In the listing below, find each line containing "BalanceCheckpoint" and report it.

The data ▸
####################

//! Balance checkpoint model.

use chrono::{DateTime, Days, NaiveDate, Utc};
use rust_decimal::Decimal;
use serde::{Deserialize, Serialize};
use sqlx::FromRow;
use uuid::Uuid;

use service_core::error::AppError;

use super::{add_money, balance_out_of_range, MAX_AMOUNT, MONEY_SCALE};

/// Differences smaller than one cent count as reconciled.
pub const RECONCILIATION_THRESHOLD: Decimal = Decimal::from_parts(1, 0, 0, false, 2);

pub fn is_within_threshold(adjustment: Decimal) -> bool {
    adjustment.abs() < RECONCILIATION_THRESHOLD
}

/// A user- or import-declared bank balance at the end of a calendar day.
#[derive(Debug, Clone, FromRow, Serialize)]
pub struct BalanceCheckpoint {
    pub checkpoint_id: Uuid,
    pub tenant_id: Uuid,
    pub account_id: Uuid,
    pub checkpoint_date: NaiveDate,
    pub declared_balance: Decimal,
    pub calculated_balance: Decimal,
    pub adjustment_amount: Decimal,
    pub is_reconciled: bool,
    pub import_batch_id: Option<Uuid>,
    pub notes: Option<String>,
    pub created_utc: DateTime<Utc>,
    pub updated_utc: DateTime<Utc>,
}

impl BalanceCheckpoint {
    pub fn balances(&self) -> CheckpointBalances {
        CheckpointBalances {
            calculated_balance: self.calculated_balance,
            adjustment_amount: self.adjustment_amount,
            is_reconciled: self.is_reconciled,
        }
    }

    pub fn window(&self) -> Option<CheckpointWindow> {
        CheckpointWindow::ending_on(self.checkpoint_date)
    }
}

/// The derived half of a checkpoint, rewritten on every recalculation.
#[derive(Debug, Clone, Copy, PartialEq, Eq, Serialize)]
pub struct CheckpointBalances {
    pub calculated_balance: Decimal,
    pub adjustment_amount: Decimal,
    pub is_reconciled: bool,
}

impl CheckpointBalances {
    pub fn derive(
        declared_balance: Decimal,
        calculated_balance: Decimal,
    ) -> Result<Self, AppError> {
        let mut calculated_balance = calculated_balance;
        calculated_balance.rescale(MONEY_SCALE);
        let mut adjustment_amount = declared_balance
            .checked_sub(calculated_balance)
            .ok_or_else(balance_out_of_range)?;
        adjustment_amount.rescale(MONEY_SCALE);
        if calculated_balance.abs() >= MAX_AMOUNT || adjustment_amount.abs() >= MAX_AMOUNT {
            return Err(balance_out_of_range());
        }
        Ok(Self {
            calculated_balance,
            adjustment_amount,
            is_reconciled: is_within_threshold(adjustment_amount),
        })
    }
}

/// Transactions a checkpoint covers: every day from account inception up to
/// and including the checkpoint date, i.e. `[inception, end_exclusive)`.
#[derive(Debug, Clone, Copy, PartialEq, Eq)]
pub struct CheckpointWindow {
    end_exclusive: NaiveDate,
}

impl CheckpointWindow {
    /// `None` only for the last representable date.
    pub fn ending_on(checkpoint_date: NaiveDate) -> Option<Self> {
        checkpoint_date
            .checked_add_days(Days::new(1))
            .map(|end_exclusive| Self { end_exclusive })
    }

    pub fn end_exclusive(&self) -> NaiveDate {
        self.end_exclusive
    }

    pub fn contains(&self, day: NaiveDate) -> bool {
        day < self.end_exclusive
    }
}

#[derive(Debug, Clone)]
pub struct NewCheckpoint {
    pub tenant_id: Uuid,
    pub account_id: Uuid,
    pub checkpoint_date: NaiveDate,
    pub declared_balance: Decimal,
    pub notes: Option<String>,
    pub import_batch_id: Option<Uuid>,
}

#[derive(Debug, Clone, Copy, PartialEq, Eq, Default, Deserialize)]
#[serde(rename_all = "lowercase")]
pub enum SortOrder {
    Asc,
    #[default]
    Desc,
}

#[derive(Debug, Clone)]
pub struct CheckpointFilter {
    pub include_reconciled: bool,
    pub order: SortOrder,
    /// Rows to fetch; callers ask for one extra to detect another page.
    pub limit: i64,
    /// Continue after this checkpoint date in `order` direction.
    pub after_date: Option<NaiveDate>,
}

impl CheckpointFilter {
    pub fn matches(&self, checkpoint: &BalanceCheckpoint) -> bool {
        if !self.include_reconciled && checkpoint.is_reconciled {
            return false;
        }
        match (self.after_date, self.order) {
            (Some(after), SortOrder::Asc) => checkpoint.checkpoint_date > after,
            (Some(after), SortOrder::Desc) => checkpoint.checkpoint_date < after,
            (None, _) => true,
        }
    }
}

#[derive(Debug, Clone, PartialEq, Eq, Serialize)]
pub struct CheckpointSummary {
    pub account_id: Uuid,
    pub total_checkpoints: usize,
    pub reconciled_count: usize,
    pub unreconciled_count: usize,
    /// Signed sum of adjustments on unreconciled checkpoints.
    pub outstanding_adjustment_total: Decimal,
    pub outstanding_adjustment_absolute: Decimal,
    pub earliest_checkpoint_date: Option<NaiveDate>,
    pub latest_checkpoint_date: Option<NaiveDate>,
    pub latest_declared_balance: Option<Decimal>,
}

impl CheckpointSummary {
    pub fn from_checkpoints(
        account_id: Uuid,
        checkpoints: &[BalanceCheckpoint],
    ) -> Result<Self, AppError> {
        let reconciled_count = checkpoints.iter().filter(|c| c.is_reconciled).count();
        let mut outstanding = checkpoints.iter().filter(|c| !c.is_reconciled);

        let (total, absolute) = outstanding.try_fold(
            (Decimal::ZERO, Decimal::ZERO),
            |(total, absolute), c| {
                Ok::<_, AppError>((
                    add_money(total, c.adjustment_amount)?,
                    add_money(absolute, c.adjustment_amount.abs())?,
                ))
            },
        )?;

        let earliest = checkpoints.iter().min_by_key(|c| c.checkpoint_date);
        let latest = checkpoints.iter().max_by_key(|c| c.checkpoint_date);

        Ok(Self {
            account_id,
            total_checkpoints: checkpoints.len(),
            reconciled_count,
            unreconciled_count: checkpoints.len() - reconciled_count,
            outstanding_adjustment_total: total,
            outstanding_adjustment_absolute: absolute,
            earliest_checkpoint_date: earliest.map(|c| c.checkpoint_date),
            latest_checkpoint_date: latest.map(|c| c.checkpoint_date),
            latest_declared_balance: latest.map(|c| c.declared_balance),
        })
    }
}

#[cfg(test)]
mod tests {
    use super::*;
    use rust_decimal_macros::dec;

    fn date(y: i32, m: u32, d: u32) -> NaiveDate {
        NaiveDate::from_ymd_opt(y, m, d).unwrap()
    }

    fn checkpoint(day: NaiveDate, declared: Decimal, calculated: Decimal) -> BalanceCheckpoint {
        let balances = CheckpointBalances::derive(declared, calculated).unwrap();
        let now = Utc::now();
        BalanceCheckpoint {
            checkpoint_id: Uuid::new_v4(),
            tenant_id: Uuid::nil(),
            account_id: Uuid::nil(),
            checkpoint_date: day,
            declared_balance: declared,
            calculated_balance: balances.calculated_balance,
            adjustment_amount: balances.adjustment_amount,
            is_reconciled: balances.is_reconciled,
            import_batch_id: None,
            notes: None,
            created_utc: now,
            updated_utc: now,
        }
    }

    #[test]
    fn derive_fails_instead_of_overflowing() {
        assert!(CheckpointBalances::derive(Decimal::MAX, Decimal::MIN).is_err());
        // Both sides fit, but the difference does not fit the stored column.
        assert!(CheckpointBalances::derive(dec!(600000000000000000), dec!(-600000000000000000)).is_err());
        let ok = CheckpointBalances::derive(dec!(10), dec!(-5)).unwrap();
        assert_eq!(ok.adjustment_amount, dec!(15));
    }

    #[test]
    fn threshold_is_one_cent() {
        assert!(is_within_threshold(dec!(0.009)));
        assert!(is_within_threshold(dec!(-0.009)));
        assert!(!is_within_threshold(dec!(0.01)));
        assert!(!is_within_threshold(dec!(-0.01)));
    }

    #[test]
    fn window_includes_whole_checkpoint_day() {
        let window = CheckpointWindow::ending_on(date(2025, 1, 31)).unwrap();
        assert_eq!(window.end_exclusive(), date(2025, 2, 1));
        assert!(window.contains(date(2025, 1, 31)));
        assert!(window.contains(date(1999, 12, 31)));
        assert!(!window.contains(date(2025, 2, 1)));
        assert!(CheckpointWindow::ending_on(NaiveDate::MAX).is_none());
    }

    #[test]
    fn summary_aggregates_outstanding_adjustments() {
        let checkpoints = vec![
            checkpoint(date(2025, 2, 28), dec!(1500000), dec!(1000000)),
            checkpoint(date(2025, 1, 31), dec!(1000000), dec!(1000000)),
            checkpoint(date(2025, 3, 31), dec!(1400000), dec!(1500000)),
        ];

        let summary = CheckpointSummary::from_checkpoints(Uuid::nil(), &checkpoints).unwrap();

        assert_eq!(summary.total_checkpoints, 3);
        assert_eq!(summary.reconciled_count, 1);
        assert_eq!(summary.unreconciled_count, 2);
        assert_eq!(summary.outstanding_adjustment_total, dec!(400000));
        assert_eq!(summary.outstanding_adjustment_absolute, dec!(600000));
        assert_eq!(summary.earliest_checkpoint_date, Some(date(2025, 1, 31)));
        assert_eq!(summary.latest_checkpoint_date, Some(date(2025, 3, 31)));
        assert_eq!(summary.latest_declared_balance, Some(dec!(1400000)));
    }

    #[test]
    fn empty_summary() {
        let summary = CheckpointSummary::from_checkpoints(Uuid::nil(), &[]).unwrap();
        assert_eq!(summary.total_checkpoints, 0);
        assert_eq!(summary.outstanding_adjustment_total, Decimal::ZERO);
        assert!(summary.latest_checkpoint_date.is_none());
    }

    #[test]
    fn filter_pages_in_both_directions() {
        let cp = checkpoint(date(2025, 2, 28), dec!(10), dec!(10));
        let mut filter = CheckpointFilter {
            include_reconciled: true,
            order: SortOrder::Asc,
            limit: 10,
            after_date: Some(date(2025, 1, 31)),
        };
        assert!(filter.matches(&cp));

        filter.order = SortOrder::Desc;
        assert!(!filter.matches(&cp));

        filter.after_date = None;
        filter.include_reconciled = false;
        assert!(!filter.matches(&cp));
    }
}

####################

Expected output ▸
pub struct BalanceCheckpoint {
impl BalanceCheckpoint {
    pub fn matches(&self, checkpoint: &BalanceCheckpoint) -> bool {
        checkpoints: &[BalanceCheckpoint],
    fn checkpoint(day: NaiveDate, declared: Decimal, calculated: Decimal) -> BalanceCheckpoint {
        BalanceCheckpoint {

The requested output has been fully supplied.